Kang Abik telah menghasilkan beberapa judul buku, antara lain, Ketika Cinta Bertasbih 1 dan 2, Dalam Mihrab Cinta, Ayat-ayat Cinta, Pudarnya Pesona Cleopatra, Di Atas Sajadah Cinta, dan Ketika Cinta Berbuah Surga. Semua judul buku itu menjadi sumber bacaan favorit di kalangan para pembaca.
Para pembaca mana yang tak kenal dengan sosok penulis yang tawadhu' ini? Namanya sering hadir hampir di setiap diskusi kesusastraan atau diskusi keislaman, terutama di kalangan lembaga dakwah kampus.
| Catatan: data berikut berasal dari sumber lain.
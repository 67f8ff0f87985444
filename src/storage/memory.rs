//! In-memory storage for tests and ephemeral sessions.

use std::collections::HashMap;
use std::sync::Mutex;

use super::{StorageAdapter, StorageError};

/// HashMap-backed slots. Nothing survives the process.
#[derive(Default)]
pub struct MemoryStorage {
    slots: Mutex<HashMap<String, String>>,
}

impl MemoryStorage {
    pub fn new() -> Self {
        Self::default()
    }

    /// Pre-load a slot, e.g. to simulate a previous session in tests.
    pub fn with_slot(self, key: &str, payload: &str) -> Self {
        if let Ok(mut slots) = self.slots.lock() {
            slots.insert(key.to_string(), payload.to_string());
        }
        self
    }
}

impl StorageAdapter for MemoryStorage {
    fn read_slot(&self, key: &str) -> Result<Option<String>, StorageError> {
        Ok(self
            .slots
            .lock()
            .ok()
            .and_then(|slots| slots.get(key).cloned()))
    }

    fn write_slot(&self, key: &str, payload: &str) -> Result<(), StorageError> {
        if let Ok(mut slots) = self.slots.lock() {
            slots.insert(key.to_string(), payload.to_string());
        }
        Ok(())
    }
}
Ya, itulah Habiburrahman El-Shirazy, sosok penulis yang suka merendah, tipe pekerja keras, dan memiliki visi-misi yang begitu kokoh.
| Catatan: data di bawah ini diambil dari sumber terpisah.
//! Time-based entity id generation behind an injectable trait.
//!
//! Stores receive their generator at construction so tests can pin
//! ids deterministically with [`SequenceIds`].

use std::sync::atomic::{AtomicU64, Ordering};
use std::time::{SystemTime, UNIX_EPOCH};

/// Produces process-unique string ids for new entities.
pub trait IdGenerator: Send + Sync {
    fn next_id(&self) -> String;
}

/// Millisecond-clock ids, matching the original front desk's scheme.
///
/// A monotonic counter breaks ties when two ids are requested within
/// the same millisecond.
#[derive(Default)]
pub struct ClockIds {
    last: AtomicU64,
}

impl ClockIds {
    pub fn new() -> Self {
        Self::default()
    }
}

impl IdGenerator for ClockIds {
    fn next_id(&self) -> String {
        let now = SystemTime::now()
            .duration_since(UNIX_EPOCH)
            .map(|d| d.as_millis() as u64)
            .unwrap_or(0);
        // Never emit a value <= the previous one, even within one millisecond.
        let id = self
            .last
            .fetch_update(Ordering::SeqCst, Ordering::SeqCst, |prev| {
                Some(now.max(prev + 1))
            })
            .map(|prev| now.max(prev + 1))
            .unwrap_or(now);
        id.to_string()
    }
}

/// Deterministic sequential ids for tests: "1", "2", "3", ...
#[derive(Default)]
pub struct SequenceIds {
    next: AtomicU64,
}

impl SequenceIds {
    pub fn new() -> Self {
        Self::default()
    }
}

impl IdGenerator for SequenceIds {
    fn next_id(&self) -> String {
        (self.next.fetch_add(1, Ordering::SeqCst) + 1).to_string()
    }
}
Bandung Ekspres telah beberapa kali bertemu dengan penulis yang juga seorang dai ini. Ketika bertemu dengannya, ada satu pokok bahasan yang sangat menarik untuk diungkapkan, yaitu masalah pembajakan buku. Wah, menarik sekali!
Memang, buku-buku yang laris di pasaran selalu menjadi 'objek' bisnis yang sangat menggiurkan bagi para pebisnis buku. Dengan membajak buku laris, untung yang diperoleh oleh mereka akan berlimpah.
Coba saja kita lihat di toko-toko buku murah terkenal di Bandung, banyak sekali buku-buku laris dijual di sana dengan harga miring. Salah satu yang sering menjadi objek pembajakan adalah buku karya Kang Abik ini.
"Waktu saya berkunjung ke Medan, waduh banyak sekali buku Ayat-ayat Cinta (salah satu karyanya yang sangat laris, red) bajakan waktu (para peserta seminar, red) mau minta tanda tangan," ujarnya.
Beliau juga mengungkapkan sangat geram dengan aksi pembajakan yang melanda bangsa Indonesia. "Bangsa Indonesia telah hancur akhlaknya," komentar Kang Abik dalam suatu surat kabar.
Pria kelahiran Semarang, 30 September 1976 ini mengungkapkan, "Kepada para pembaca, saya mengharapkan agar membeli buku yang asli karena royaltinya dipergunakan untuk kepentingan dakwah juga. Dengan membeli buku-buku yang asli berarti telah membantu dakwah kita juga," nasihatnya kepada para peserta seminar ketika mengisi suatu acara di Aula PSBJ Universitas Padjadjaran.
Selain berprofesi sebagai penulis, Kang Abik juga bertindak sebagai pendiri sekaligus pengajar di Pesantren Wirausaha Basmala, Semarang. Hasil royalti dari menulis buku dan film dipergunakan untuk mengembangkan pesantren tersebut.